As an evolving, fashionable and relatively new field, Open Innovation is naturally packed with jargon and disputed definitions. There are different terms with the same meaning, the same terms with different meanings and terms being used entirely incorrectly. In this post I try to bring some clarity, referencing reliable academic and business literature where possible.
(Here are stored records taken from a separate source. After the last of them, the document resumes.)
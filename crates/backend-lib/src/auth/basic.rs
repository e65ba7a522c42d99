// ============================
// authgate-lib/src/auth/basic.rs
// ============================
//! HTTP Basic authentication.
//!
//! Credentials travel as `Authorization: Basic base64(identifier:secret)`.
//! Decoding runs in three total stages (scheme strip, base64 decode, pair
//! split); any stage returning `None` rejects the request. Rejections all
//! look the same to the caller, whichever step failed.
use std::fmt;
use base64::{engine::general_purpose::STANDARD, Engine as _};
use metrics::counter;
use zeroize::Zeroizing;
use crate::auth::directory::UserDirectory;
use crate::auth::request::{authorization_header, RequestHeaders};
use crate::auth::service::Authenticator;
use crate::metrics::{AUTH_ACCEPTED, AUTH_REJECTED};
use crate::user::User;

const BASIC_PREFIX: &str = "Basic ";

/// Identifier/secret pair pulled out of a Basic header
///
/// The secret is wiped from memory on drop and never shown by `Debug`.
#[derive(Clone, PartialEq, Eq)]
pub struct Credentials {
    pub identifier: String,
    pub secret: Zeroizing<String>,
}

impl Credentials {
    pub fn new(identifier: impl Into<String>, secret: impl Into<String>) -> Self {
        Self {
            identifier: identifier.into(),
            secret: Zeroizing::new(secret.into()),
        }
    }
}

impl fmt::Debug for Credentials {
    fn fmt(&self, f: &mut fmt::Formatter<'_>) -> fmt::Result {
        f.debug_struct("Credentials")
            .field("identifier", &self.identifier)
            .field("secret", &"<redacted>")
            .finish()
    }
}

/// Token following `Basic ` in an authorization value
///
/// Only the element right after the scheme is returned; anything after a
/// further space is dropped.
pub fn extract_base64_authorization_header(header: Option<&str>) -> Option<&str> {
    let header = header?;
    if !header.starts_with(BASIC_PREFIX) {
        return None;
    }
    header.split(' ').nth(1)
}

/// Standard base64 decode of `token` into UTF-8 text
pub fn decode_base64_authorization_header(token: Option<&str>) -> Option<String> {
    let bytes = STANDARD.decode(token?).ok()?;
    String::from_utf8(bytes).ok()
}

/// Split decoded text on its first `:`; secrets may contain further colons
pub fn extract_user_credentials(decoded: Option<&str>) -> Option<Credentials> {
    let (identifier, secret) = decoded?.split_once(':')?;
    Some(Credentials::new(identifier, secret))
}

/// Full decode pipeline for a raw `Authorization` value
pub fn credentials_from_header(header: Option<&str>) -> Option<Credentials> {
    let token = extract_base64_authorization_header(header)?;
    let decoded = Zeroizing::new(decode_base64_authorization_header(Some(token))?);
    extract_user_credentials(Some(decoded.as_str()))
}

/// Step reached by a Basic authentication attempt
///
/// Only used for logs and metrics; callers see a user or nothing.
#[derive(Debug, Clone, Copy, PartialEq, Eq)]
pub enum BasicAuthStep {
    NoHeader,
    Decoding,
    CredentialsExtracted,
    Authenticated,
}

impl BasicAuthStep {
    fn as_str(self) -> &'static str {
        match self {
            BasicAuthStep::NoHeader => "no_header",
            BasicAuthStep::Decoding => "decoding",
            BasicAuthStep::CredentialsExtracted => "credentials_extracted",
            BasicAuthStep::Authenticated => "authenticated",
        }
    }
}

/// Basic authenticator backed by a [`UserDirectory`]
#[derive(Clone)]
pub struct BasicAuth<D> {
    directory: D,
}

impl<D: UserDirectory> BasicAuth<D> {
    pub fn new(directory: D) -> Self {
        Self { directory }
    }

    /// First user under `identifier` whose password is `secret`
    pub fn user_object_from_credentials(&self, identifier: &str, secret: &str) -> Option<User> {
        self.directory
            .find_by_identifier(identifier)
            .into_iter()
            .find(|user| self.directory.verify_secret(user, secret))
    }

    /// Resolve `request` to a user, recording the step reached
    pub fn resolve(&self, request: Option<&dyn RequestHeaders>) -> (BasicAuthStep, Option<User>) {
        let Some(header) = authorization_header(request) else {
            return (BasicAuthStep::NoHeader, None);
        };
        let Some(credentials) = credentials_from_header(Some(header)) else {
            return (BasicAuthStep::Decoding, None);
        };
        match self.user_object_from_credentials(&credentials.identifier, &credentials.secret) {
            Some(user) => (BasicAuthStep::Authenticated, Some(user)),
            None => (BasicAuthStep::CredentialsExtracted, None),
        }
    }
}

impl<D: UserDirectory> Authenticator for BasicAuth<D> {
    fn current_user(&self, request: Option<&dyn RequestHeaders>) -> Option<User> {
        let (step, user) = self.resolve(request);
        if user.is_some() {
            counter!(AUTH_ACCEPTED, "scheme" => "basic").increment(1);
        } else {
            counter!(AUTH_REJECTED, "scheme" => "basic", "step" => step.as_str()).increment(1);
            tracing::debug!(step = step.as_str(), "basic authentication rejected");
        }
        user
    }
}
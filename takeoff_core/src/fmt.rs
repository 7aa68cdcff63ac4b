//! Number formatting for tables and exports.
//!
//! Display values use up to `digits` decimals with trailing zeros trimmed and
//! thousands separators (`12,345.678`); export values drop the separators so
//! spreadsheets parse them as numbers. Unknown values render as `-`.

/// Placeholder for an unknown value
pub const UNKNOWN: &str = "-";

/// Format with up to `digits` decimals, trailing zeros trimmed, no grouping.
pub fn format_decimal(value: f64, digits: usize) -> String {
    if !value.is_finite() {
        return UNKNOWN.to_string();
    }
    let fixed = format!("{:.*}", digits, value);
    let trimmed = if fixed.contains('.') {
        fixed.trim_end_matches('0').trim_end_matches('.').to_string()
    } else {
        fixed
    };
    if trimmed == "-0" {
        "0".to_string()
    } else {
        trimmed
    }
}

/// Format like [`format_decimal`] with `,` thousands separators.
pub fn format_display(value: f64, digits: usize) -> String {
    let plain = format_decimal(value, digits);
    if plain == UNKNOWN {
        return plain;
    }

    let (sign, unsigned) = match plain.strip_prefix('-') {
        Some(rest) => ("-", rest),
        None => ("", plain.as_str()),
    };
    let (int_part, frac_part) = match unsigned.split_once('.') {
        Some((i, f)) => (i, Some(f)),
        None => (unsigned, None),
    };

    let mut grouped = String::with_capacity(int_part.len() + int_part.len() / 3);
    for (i, ch) in int_part.chars().enumerate() {
        if i > 0 && (int_part.len() - i) % 3 == 0 {
            grouped.push(',');
        }
        grouped.push(ch);
    }

    match frac_part {
        Some(f) => format!("{}{}.{}", sign, grouped, f),
        None => format!("{}{}", sign, grouped),
    }
}

/// [`format_display`] for an optional value
pub fn format_optional(value: Option<f64>, digits: usize) -> String {
    match value {
        Some(v) => format_display(v, digits),
        None => UNKNOWN.to_string(),
    }
}

/// [`format_decimal`] for an optional value
pub fn format_optional_decimal(value: Option<f64>, digits: usize) -> String {
    match value {
        Some(v) => format_decimal(v, digits),
        None => UNKNOWN.to_string(),
    }
}
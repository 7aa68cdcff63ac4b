use std::collections::HashMap;

use tracing::debug;

use crate::fmt::format_decimal;
use crate::members::MemberRecord;

/// STAAD-style input block: joints and member incidences, geometry only.
///
/// Coordinates are written in metres with Y vertical, so a model point
/// (x, y, z) becomes joint (x, z, y). Coincident endpoints share a joint;
/// joints are numbered in first-seen order. Zero-length members are left out.
pub fn to_staad(members: &[MemberRecord]) -> String {
    let mut joints: Vec<[f64; 3]> = Vec::new();
    let mut index: HashMap<[i64; 3], usize> = HashMap::new();
    let mut incidences: Vec<(usize, usize)> = Vec::with_capacity(members.len());

    let mut joint_of = |p: glam::DVec3, key: [i64; 3]| -> usize {
        *index.entry(key).or_insert_with(|| {
            joints.push([p.x / 1000.0, p.z / 1000.0, p.y / 1000.0]);
            joints.len()
        })
    };

    for m in members {
        let (ka, kb) = (joint_key(m.a), joint_key(m.b));
        if ka == kb {
            debug!(id = %m.id, "Skipping zero-length member in STAAD export");
            continue;
        }
        let a = joint_of(m.a, ka);
        let b = joint_of(m.b, kb);
        incidences.push((a, b));
    }

    let mut out = String::new();
    out.push_str("STAAD SPACE\n");
    out.push_str("* steelgrid takeoff - geometry only, no loads or supports\n");
    out.push_str("UNIT METER KN\n");
    out.push_str("JOINT COORDINATES\n");
    for (i, [x, y, z]) in joints.iter().enumerate() {
        out.push_str(&format!(
            "{} {} {} {};\n",
            i + 1,
            format_decimal(*x, 4),
            format_decimal(*y, 4),
            format_decimal(*z, 4)
        ));
    }
    out.push_str("MEMBER INCIDENCES\n");
    for (i, (a, b)) in incidences.iter().enumerate() {
        out.push_str(&format!("{} {} {};\n", i + 1, a, b));
    }
    out.push_str("FINISH\n");
    out
}

/// Micrometre grid so float noise does not split joints
fn joint_key(p: glam::DVec3) -> [i64; 3] {
    [
        (p.x * 1000.0).round() as i64,
        (p.y * 1000.0).round() as i64,
        (p.z * 1000.0).round() as i64,
    ]
}

#[cfg(test)]
mod tests {
    use super::*;
    use crate::members::{EffectiveProfile, Elevation, MemberId};
    use glam::DVec3;

    fn seg(id: MemberId, a: DVec3, b: DVec3) -> MemberRecord {
        MemberRecord::new(
            id,
            a,
            b,
            EffectiveProfile {
                selection: None,
                name: "-".into(),
                kgm: None,
                dims: None,
            },
        )
    }

    #[test]
    fn test_shared_joints_and_axis_swap() {
        let z = Elevation(4000.0);
        let members = vec![
            seg(MemberId::Column { ix: 0, iy: 0 }, DVec3::ZERO, DVec3::new(0.0, 0.0, 4000.0)),
            seg(MemberId::Column { ix: 1, iy: 0 }, DVec3::new(6000.0, 0.0, 0.0), DVec3::new(6000.0, 0.0, 4000.0)),
            seg(
                MemberId::BeamX { z, iy: 0, ix: 0 },
                DVec3::new(0.0, 0.0, 4000.0),
                DVec3::new(6000.0, 0.0, 4000.0),
            ),
        ];
        let text = to_staad(&members);
        let lines: Vec<&str> = text.lines().collect();
        assert_eq!(lines[0], "STAAD SPACE");
        assert!(lines.contains(&"1 0 0 0;"));
        assert!(lines.contains(&"2 0 4 0;"));
        assert!(lines.contains(&"3 6 0 0;"));
        assert!(lines.contains(&"4 6 4 0;"));
        assert!(lines.contains(&"3 2 4;"));
        assert_eq!(lines.last(), Some(&"FINISH"));
        // 4 joints, not 6
        assert!(!text.contains("\n5 "));
    }

    #[test]
    fn test_zero_length_skipped() {
        let members = vec![seg(MemberId::Column { ix: 0, iy: 0 }, DVec3::ZERO, DVec3::ZERO)];
        let text = to_staad(&members);
        let after = text.split("MEMBER INCIDENCES\n").nth(1).unwrap();
        assert_eq!(after, "FINISH\n");
        // no joints left behind by the skipped member
        assert!(text.contains("JOINT COORDINATES\nMEMBER INCIDENCES\n"));
    }

    #[test]
    fn test_zero_length_columns_leave_no_joints() {
        let members = vec![
            seg(MemberId::Column { ix: 0, iy: 0 }, DVec3::ZERO, DVec3::ZERO),
            seg(
                MemberId::Column { ix: 1, iy: 0 },
                DVec3::new(6000.0, 0.0, 0.0),
                DVec3::new(6000.0, 0.0, 0.0),
            ),
            seg(
                MemberId::BeamX { z: Elevation(4000.0), iy: 0, ix: 0 },
                DVec3::new(0.0, 0.0, 4000.0),
                DVec3::new(6000.0, 0.0, 4000.0),
            ),
        ];
        let text = to_staad(&members);
        let lines: Vec<&str> = text.lines().collect();
        assert!(lines.contains(&"1 0 4 0;"));
        assert!(lines.contains(&"2 6 4 0;"));
        assert!(!text.contains("\n3 "));
        assert!(lines.contains(&"1 1 2;"));
    }
}
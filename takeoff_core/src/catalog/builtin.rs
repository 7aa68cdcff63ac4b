//! Built-in KS / JIS unit-weight tables.
//!
//! A compact selection of common sizes so the tool works without an external
//! catalog file. Values are nominal table weights and are illustrative; the
//! T-bar table is deliberately left without weights, matching the source
//! spreadsheets where that sheet has no W column.

use std::sync::Arc;

use once_cell::sync::Lazy;

use super::{CatalogItem, ProfileCatalog, SectionDims};

/// (key, kg/m, depth, width, web, flange)
type Row = (&'static str, Option<f64>, f64, f64, f64, f64);

// H-beams: H x B x t1 x t2
const KS_H: &[Row] = &[
    ("100x100x6x8", Some(17.2), 100.0, 100.0, 6.0, 8.0),
    ("125x125x6.5x9", Some(23.8), 125.0, 125.0, 6.5, 9.0),
    ("150x75x5x7", Some(14.0), 150.0, 75.0, 5.0, 7.0),
    ("150x150x7x10", Some(31.5), 150.0, 150.0, 7.0, 10.0),
    ("175x175x7.5x11", Some(40.2), 175.0, 175.0, 7.5, 11.0),
    ("200x100x5.5x8", Some(21.3), 200.0, 100.0, 5.5, 8.0),
    ("200x200x8x12", Some(49.9), 200.0, 200.0, 8.0, 12.0),
    ("250x125x6x9", Some(29.6), 250.0, 125.0, 6.0, 9.0),
    ("250x250x9x14", Some(72.4), 250.0, 250.0, 9.0, 14.0),
    ("300x150x6.5x9", Some(36.7), 300.0, 150.0, 6.5, 9.0),
    ("300x300x10x15", Some(94.0), 300.0, 300.0, 10.0, 15.0),
    ("350x175x7x11", Some(49.6), 350.0, 175.0, 7.0, 11.0),
    ("350x350x12x19", Some(137.0), 350.0, 350.0, 12.0, 19.0),
    ("400x200x8x13", Some(66.0), 400.0, 200.0, 8.0, 13.0),
    ("400x400x13x21", Some(172.0), 400.0, 400.0, 13.0, 21.0),
    ("450x200x9x14", Some(76.0), 450.0, 200.0, 9.0, 14.0),
    ("500x200x10x16", Some(89.6), 500.0, 200.0, 10.0, 16.0),
    ("600x200x11x17", Some(106.0), 600.0, 200.0, 11.0, 17.0),
];

// Channels: H x B x t1 x t2
const KS_C: &[Row] = &[
    ("75x40x5x7", Some(6.92), 75.0, 40.0, 5.0, 7.0),
    ("100x50x5x7.5", Some(9.36), 100.0, 50.0, 5.0, 7.5),
    ("125x65x6x8", Some(13.4), 125.0, 65.0, 6.0, 8.0),
    ("150x75x6.5x10", Some(18.6), 150.0, 75.0, 6.5, 10.0),
    ("200x80x7.5x11", Some(24.6), 200.0, 80.0, 7.5, 11.0),
    ("250x90x9x13", Some(34.6), 250.0, 90.0, 9.0, 13.0),
    ("300x90x9x13", Some(38.1), 300.0, 90.0, 9.0, 13.0),
];

// Equal angles: A x B x t
const KS_L: &[Row] = &[
    ("50x50x6", Some(4.43), 50.0, 50.0, 6.0, 6.0),
    ("65x65x6", Some(5.91), 65.0, 65.0, 6.0, 6.0),
    ("75x75x6", Some(6.85), 75.0, 75.0, 6.0, 6.0),
    ("75x75x9", Some(9.96), 75.0, 75.0, 9.0, 9.0),
    ("90x90x10", Some(13.3), 90.0, 90.0, 10.0, 10.0),
    ("100x100x10", Some(14.9), 100.0, 100.0, 10.0, 10.0),
    ("125x125x12", Some(22.7), 125.0, 125.0, 12.0, 12.0),
];

// Lipped channels: H x A x C x t (lip stored as flange)
const KS_LC: &[Row] = &[
    ("100x50x20x2.3", Some(4.06), 100.0, 50.0, 2.3, 20.0),
    ("125x50x20x2.3", Some(4.51), 125.0, 50.0, 2.3, 20.0),
    ("150x65x20x3.2", Some(7.51), 150.0, 65.0, 3.2, 20.0),
    ("200x75x20x3.2", Some(9.27), 200.0, 75.0, 3.2, 20.0),
];

// Square / rectangular tubes: H x B x t
const KS_RECT: &[Row] = &[
    ("100x100x3.2", Some(9.52), 100.0, 100.0, 3.2, 3.2),
    ("100x100x4.5", Some(13.1), 100.0, 100.0, 4.5, 4.5),
    ("125x125x4.5", Some(16.6), 125.0, 125.0, 4.5, 4.5),
    ("150x150x6", Some(26.2), 150.0, 150.0, 6.0, 6.0),
    ("200x200x8", Some(46.5), 200.0, 200.0, 8.0, 8.0),
];

// T-bars: no unit weights in the source table
const KS_T: &[Row] = &[
    ("100x100x5.5x8", None, 100.0, 100.0, 5.5, 8.0),
    ("150x150x6.5x9", None, 150.0, 150.0, 6.5, 9.0),
];

const JIS_H: &[Row] = &[
    ("100x100x6x8", Some(17.2), 100.0, 100.0, 6.0, 8.0),
    ("150x150x7x10", Some(31.5), 150.0, 150.0, 7.0, 10.0),
    ("200x200x8x12", Some(49.9), 200.0, 200.0, 8.0, 12.0),
    ("250x250x9x14", Some(72.4), 250.0, 250.0, 9.0, 14.0),
    ("300x300x10x15", Some(94.0), 300.0, 300.0, 10.0, 15.0),
    ("400x200x8x13", Some(66.0), 400.0, 200.0, 8.0, 13.0),
];

const JIS_I: &[Row] = &[
    ("100x75x5x8", Some(12.9), 100.0, 75.0, 5.0, 8.0),
    ("150x75x5.5x9.5", Some(17.1), 150.0, 75.0, 5.5, 9.5),
    ("200x100x7x10", Some(26.0), 200.0, 100.0, 7.0, 10.0),
    ("250x125x7.5x12.5", Some(38.3), 250.0, 125.0, 7.5, 12.5),
    ("300x150x8x13", Some(48.3), 300.0, 150.0, 8.0, 13.0),
];

const JIS_C: &[Row] = &[
    ("100x50x5x7.5", Some(9.36), 100.0, 50.0, 5.0, 7.5),
    ("150x75x6.5x10", Some(18.6), 150.0, 75.0, 6.5, 10.0),
    ("200x80x7.5x11", Some(24.6), 200.0, 80.0, 7.5, 11.0),
];

const JIS_L: &[Row] = &[
    ("50x50x6", Some(4.43), 50.0, 50.0, 6.0, 6.0),
    ("75x75x9", Some(9.96), 75.0, 75.0, 9.0, 9.0),
    ("100x100x10", Some(14.9), 100.0, 100.0, 10.0, 10.0),
];

static BUILTIN: Lazy<Arc<ProfileCatalog>> = Lazy::new(|| Arc::new(build()));

/// The built-in catalog, built once per process and shared.
pub fn builtin_catalog() -> Arc<ProfileCatalog> {
    Arc::clone(&BUILTIN)
}

fn build() -> ProfileCatalog {
    let mut db = ProfileCatalog::new();

    let tables: [(&str, &str, &[Row]); 10] = [
        ("KS", "H", KS_H),
        ("KS", "C", KS_C),
        ("KS", "L", KS_L),
        ("KS", "LC", KS_LC),
        ("KS", "Rect", KS_RECT),
        ("KS", "T", KS_T),
        ("JIS", "H", JIS_H),
        ("JIS", "I", JIS_I),
        ("JIS", "C", JIS_C),
        ("JIS", "L", JIS_L),
    ];

    for (standard, shape, rows) in tables {
        for &(key, kgm, depth, width, web, flange) in rows {
            db.insert(
                standard,
                shape,
                CatalogItem {
                    key: key.to_string(),
                    name: format!("{}-{}", name_prefix(shape), key),
                    kgm,
                    dims: Some(SectionDims {
                        depth_mm: depth,
                        width_mm: width,
                        web_mm: Some(web),
                        flange_mm: Some(flange),
                    }),
                },
            );
        }
    }

    db.version = Some("builtin-ks-jis".to_string());
    db
}

fn name_prefix(shape: &str) -> &str {
    match shape {
        "Rect" => "□",
        other => other,
    }
}
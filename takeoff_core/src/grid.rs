//! # Grid Geometry
//!
//! Turns the two horizontal axis inputs into absolute gridline coordinates.
//! Each axis is either a count with a uniform bay spacing, or an explicit
//! comma-separated list of bay spans which, when present, wins and fixes the
//! gridline count.
//!
//! Parsing is permissive: bad tokens are skipped, counts clamp to at least 1
//! and spans to at least 1 mm. Nothing here returns an error.
//!
//! ## Example
//!
//! ```rust
//! use takeoff_core::grid::build_axis;
//!
//! let axis = build_axis(2, 6000.0, "3000, 4000,5000");
//! assert_eq!(axis.count, 4);
//! assert_eq!(axis.positions, vec![0.0, 3000.0, 7000.0, 12000.0]);
//! ```

use serde::{Deserialize, Serialize};

use crate::params::AxisInput;

/// Smallest accepted span or spacing (mm)
pub const MIN_SPAN_MM: f64 = 1.0;

/// Parse a comma-separated span list.
///
/// Tokens are trimmed; empty, non-numeric and non-finite tokens are dropped.
/// Returns `None` unless at least one token is a positive number; otherwise
/// every kept value is clamped to [`MIN_SPAN_MM`].
pub fn parse_spans(csv: &str) -> Option<Vec<f64>> {
    let values: Vec<f64> = csv
        .split(',')
        .map(str::trim)
        .filter(|t| !t.is_empty())
        .filter_map(|t| t.parse::<f64>().ok())
        .filter(|v| v.is_finite())
        .collect();

    if values.iter().any(|v| *v > 0.0) {
        Some(values.into_iter().map(|v| v.max(MIN_SPAN_MM)).collect())
    } else {
        None
    }
}

/// Gridline layout along one axis.
#[derive(Debug, Clone, PartialEq, Serialize, Deserialize)]
pub struct AxisLayout {
    /// Bay spans (mm), one fewer than the gridlines
    pub spans: Vec<f64>,
    /// Absolute gridline coordinates (mm), starting at 0
    pub positions: Vec<f64>,
    /// Effective gridline count (`positions.len()`)
    pub count: usize,
    /// Whether the spans came from an explicit list
    pub explicit: bool,
}

impl AxisLayout {
    fn from_spans(spans: Vec<f64>, explicit: bool) -> Self {
        let mut positions = Vec::with_capacity(spans.len() + 1);
        let mut acc = 0.0;
        positions.push(acc);
        for span in &spans {
            acc += span;
            positions.push(acc);
        }
        AxisLayout {
            count: positions.len(),
            spans,
            positions,
            explicit,
        }
    }

    /// Number of bays (spans)
    pub fn bay_count(&self) -> usize {
        self.spans.len()
    }

    /// Overall length (mm)
    pub fn length(&self) -> f64 {
        self.positions.last().copied().unwrap_or(0.0)
    }

    /// Mean bay span (mm), 0 when there are no bays
    pub fn mean_span(&self) -> f64 {
        if self.spans.is_empty() {
            0.0
        } else {
            self.spans.iter().sum::<f64>() / self.spans.len() as f64
        }
    }

    /// Start and end coordinate of bay `i`
    pub fn bay(&self, i: usize) -> Option<(f64, f64)> {
        Some((*self.positions.get(i)?, *self.positions.get(i + 1)?))
    }

    /// Iterator over `(index, start, end)` for every bay
    pub fn bays(&self) -> impl Iterator<Item = (usize, f64, f64)> + '_ {
        self.positions
            .windows(2)
            .enumerate()
            .map(|(i, w)| (i, w[0], w[1]))
    }
}

/// Build one axis.
///
/// `count` clamps to at least 1 and `uniform_spacing` to at least
/// [`MIN_SPAN_MM`]. A usable `explicit_spans` list overrides both; read the
/// effective count back from [`AxisLayout::count`].
pub fn build_axis(count: u32, uniform_spacing: f64, explicit_spans: &str) -> AxisLayout {
    if let Some(spans) = parse_spans(explicit_spans) {
        return AxisLayout::from_spans(spans, true);
    }

    let count = count.max(1) as usize;
    let spacing = if uniform_spacing.is_finite() {
        uniform_spacing.max(MIN_SPAN_MM)
    } else {
        MIN_SPAN_MM
    };
    AxisLayout::from_spans(vec![spacing; count - 1], false)
}

/// Both horizontal axes of the column grid.
#[derive(Debug, Clone, PartialEq, Serialize, Deserialize)]
pub struct GridSpec {
    /// Axis 1 (X)
    pub x: AxisLayout,
    /// Axis 2 (Y)
    pub y: AxisLayout,
}

impl GridSpec {
    /// Build from already-resolved axes
    pub fn new(x: AxisLayout, y: AxisLayout) -> Self {
        GridSpec { x, y }
    }

    /// Resolve both axis inputs
    pub fn build(x: &AxisInput, y: &AxisInput) -> Self {
        GridSpec {
            x: x.layout(),
            y: y.layout(),
        }
    }

    /// Number of column positions (gridline intersections)
    pub fn intersection_count(&self) -> usize {
        self.x.count * self.y.count
    }

    /// Plan extents (mm)
    pub fn extents(&self) -> (f64, f64) {
        (self.x.length(), self.y.length())
    }
}

#[cfg(test)]
mod tests {
    use super::*;

    #[test]
    fn test_uniform_axis() {
        let axis = build_axis(4, 6000.0, "");
        assert_eq!(axis.count, 4);
        assert_eq!(axis.spans, vec![6000.0; 3]);
        assert_eq!(axis.positions, vec![0.0, 6000.0, 12000.0, 18000.0]);
        assert!(!axis.explicit);
    }

    #[test]
    fn test_explicit_spans_override_count() {
        let axis = build_axis(9, 6000.0, "3000,4000,5000");
        assert_eq!(axis.count, 4);
        assert_eq!(axis.positions, vec![0.0, 3000.0, 7000.0, 12000.0]);
        assert!(axis.explicit);
    }

    #[test]
    fn test_single_gridline() {
        let axis = build_axis(1, 6000.0, "");
        assert_eq!(axis.positions, vec![0.0]);
        assert!(axis.spans.is_empty());
        assert_eq!(axis.length(), 0.0);
        assert_eq!(axis.bays().count(), 0);
    }

    #[test]
    fn test_zero_count_clamps_to_one() {
        let axis = build_axis(0, 6000.0, "");
        assert_eq!(axis.count, 1);
    }

    #[test]
    fn test_spacing_clamps() {
        let axis = build_axis(3, 0.0, "");
        assert_eq!(axis.spans, vec![1.0, 1.0]);
        let axis = build_axis(2, f64::NAN, "");
        assert_eq!(axis.spans, vec![1.0]);
    }

    #[test]
    fn test_malformed_tokens_dropped() {
        assert_eq!(parse_spans(" 3000 , abc, ,4000 "), Some(vec![3000.0, 4000.0]));
        assert_eq!(parse_spans("abc, ,"), None);
        assert_eq!(parse_spans(""), None);
    }

    #[test]
    fn test_non_positive_only_list_ignored() {
        assert_eq!(parse_spans("0, -5"), None);
        let axis = build_axis(3, 5000.0, "0,-5");
        assert!(!axis.explicit);
        assert_eq!(axis.count, 3);
    }

    #[test]
    fn test_small_spans_clamp_to_minimum() {
        assert_eq!(parse_spans("0.5, 2000, -10"), Some(vec![1.0, 2000.0, 1.0]));
    }

    #[test]
    fn test_mean_span_and_bays() {
        let axis = build_axis(1, 1.0, "2000,4000");
        assert_eq!(axis.mean_span(), 3000.0);
        assert_eq!(axis.bay(1), Some((2000.0, 6000.0)));
        assert_eq!(axis.bay(2), None);
        let bays: Vec<_> = axis.bays().collect();
        assert_eq!(bays, vec![(0, 0.0, 2000.0), (1, 2000.0, 6000.0)]);
    }

    #[test]
    fn test_grid_spec_build() {
        let grid = GridSpec::build(&AxisInput::uniform(2, 5000.0), &AxisInput::explicit("3000,4000"));
        assert_eq!(grid.x.positions, vec![0.0, 5000.0]);
        assert_eq!(grid.y.count, 3);
    }

    #[test]
    fn test_grid_spec() {
        let grid = GridSpec::new(build_axis(3, 6000.0, ""), build_axis(2, 8000.0, ""));
        assert_eq!(grid.intersection_count(), 6);
        assert_eq!(grid.extents(), (12000.0, 8000.0));
    }
}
Open Innovation (OI) was defined by Henry Chesbrough (2003) as “the use of purposive inflows and outflows of knowledge to accelerate internal innovation, and to expand the markets for external use of innovation, respectively.” These two parts are referred to as inbound or ‘outside-in’ OI and outbound or ‘inside-out’ OI. Inbound OI involves exploring and leveraging external technologies and discoveries (e.g. customer co-creation, crowdsourcing, in-licensing intellectual property etc.) while outbound OI involves developing external relationships to commercialize proprietary technologies (e.g. out-licensing intellectual property). These processes can be combined to create a third type: coupled OI (e.g. strategic alliances, joint ventures etc.) (Bogers, 2014). Philips (2010) argues that different types of Open Innovation are distinguished by where they sit along two axes: Participative (i.e. open to all) versus Invitational (i.e. open to a select few) and Suggestive (i.e. all inputs accepted) versus Directed (i.e. inputs directed by needs specified by sponsor).
Crowdsourcing was defined by Howe (2006) as “a business practice that means to outsource an activity to the crowd”. The crowd is simply a large group of people. Activities can range from basic to complex and be used for many purposes including design (e.g. Threadless), writing (e.g. Quietly), acquiring funding (e.g. Kickstarter) and innovation (e.g. InnoCentive). To be considered crowdsourcing, the activity must have a clear objective. For instance, a user uploading and sharing a video on YouTube would not be considered crowdsourcing but if it was done in order to participate in a competition to have their video shown at the Superbowl, it could be. Another key feature of crowdsourcing is that the contributor will “obtain satisfaction of a given necessity, whether it be economic, social recognition, self-esteem, or the development of individual skills” (Estelles-Arolas & Gonzalez-Ladron-de-Guevara, 2012).
Crowdsourced Innovation is using crowdsourcing for the purposes of Open Innovation. Majchrzak and Malhotra (2013) define it as “the public generation of innovative solutions to a complex problem posed by the company sponsoring the challenge call”. Howe (2011) refers to it instead as “Crowdcasting” while Deloitte (2016) split it into “Crowd competition” and “Crowd collaboration”. Crowdsourced Innovation/Crowdcasting/Crowd competition is where we at InnoCentive fit in. However, I might rephrase and extend Maichrzak and Malhotra’s definition to: the generation of innovative inputs from the crowd in order to tackle an unresolved problem or unmet need posed by the organization sponsoring the challenge call. Crowd collaboration is similar to Crowd competition, in that it is still looking to address an unresolved problem or unmet need, but it instead involves respondents collaborating rather than competing to provide a solution (e.g. Quirky)
To summarize: Open Innovation is an innovation process that encourages and embraces third-party participation whereas crowdsourcing is a multi-purpose tool that involves outsourcing an activity to a large group of people. Crowdsourced Innovation combines the two.
Bogers, M. (2014). A Beginners Guide to Open Innovation. Global Innovation Magazine, 1 (2), pp. 4-8.
Chesbrough, H. (2003). Open innovation: The new imperative for creating and profiting from technology. Boston: Harvard Business Press.
Chesbrough, H. and Bogers, M. (2014). Explicating open innovation: Clarifying an emerging paradigm for understanding innovation. In: H. Chesbrough, W. Vanhaverbeke, & J. West, eds., Open Innovation: New Frontiers and Applications. Oxford: Oxford University Press.
Deliotte UK. (2016). The three billion: Enterprise crowdsourcing and the growing fragmentation of work.
Estelles-Arolas, E. and Gonzalez-Ladron-de-Guevara, F. (2012). Towards an integrated crowdsourcing definition. Journal of Informational Science, 38 (2), pp. 189-200.
Howe, J. (2006). The rise of crowdsourcing. Wired, 14 (6), pp. 1-4.
Majchrzak, A & Malhotra, A. (2013). Towards an information systems perspective and research agenda on crowdsourcing for innovation. Journal of Strategic Information Systems, 22 (4), pp. 257 – 268.
Phillips, J. (2010). Open Innovation Typology. International Journal of Innovation Science, 2 (4), pp. 175 – 183.